Problem statement. All lines in the records below with the word "struct" must be returned.

Supplied information.

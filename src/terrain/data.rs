use bytemuck::{Pod, Zeroable};
use glam::Vec3;

/// Bytes per lattice point record
pub const GRID_POINT_SIZE: u64 = std::mem::size_of::<GridPoint>() as u64;
/// Bytes per triangle record
pub const TRIANGLE_SIZE: u64 = std::mem::size_of::<Triangle>() as u64;

/// A lattice sample: world position and density
#[repr(C)]
#[derive(Debug, Clone, Copy, Default, PartialEq, Pod, Zeroable)]
pub struct GridPoint {
    /// World-space position (chunk origin + lattice offset)
    pub position: [f32; 3],
    /// Scalar field value at the position
    pub density: f32,
}

impl GridPoint {
    pub fn new(position: Vec3, density: f32) -> Self {
        Self {
            position: position.to_array(),
            density,
        }
    }

    pub fn position(&self) -> Vec3 {
        Vec3::from_array(self.position)
    }
}

/// One vertex of an extracted triangle
#[repr(C)]
#[derive(Debug, Clone, Copy, Default, PartialEq, Pod, Zeroable)]
pub struct TriangleVertex {
    pub position: [f32; 3],
    /// Unit normal from the interpolated field gradient
    pub normal: [f32; 3],
}

/// Interleaved triangle record as written by the extraction kernel
#[repr(C)]
#[derive(Debug, Clone, Copy, Default, PartialEq, Pod, Zeroable)]
pub struct Triangle {
    pub vertices: [TriangleVertex; 3],
}

impl Triangle {
    pub fn positions(&self) -> [Vec3; 3] {
        [
            Vec3::from_array(self.vertices[0].position),
            Vec3::from_array(self.vertices[1].position),
            Vec3::from_array(self.vertices[2].position),
        ]
    }
}

/// Decode records from a byte slice of any alignment
pub fn decode_records<T: Pod>(bytes: &[u8]) -> Vec<T> {
    bytes
        .chunks_exact(std::mem::size_of::<T>())
        .map(bytemuck::pod_read_unaligned::<T>)
        .collect()
}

Exercise output.
pub struct GridPoint {
pub struct TriangleVertex {
pub struct Triangle {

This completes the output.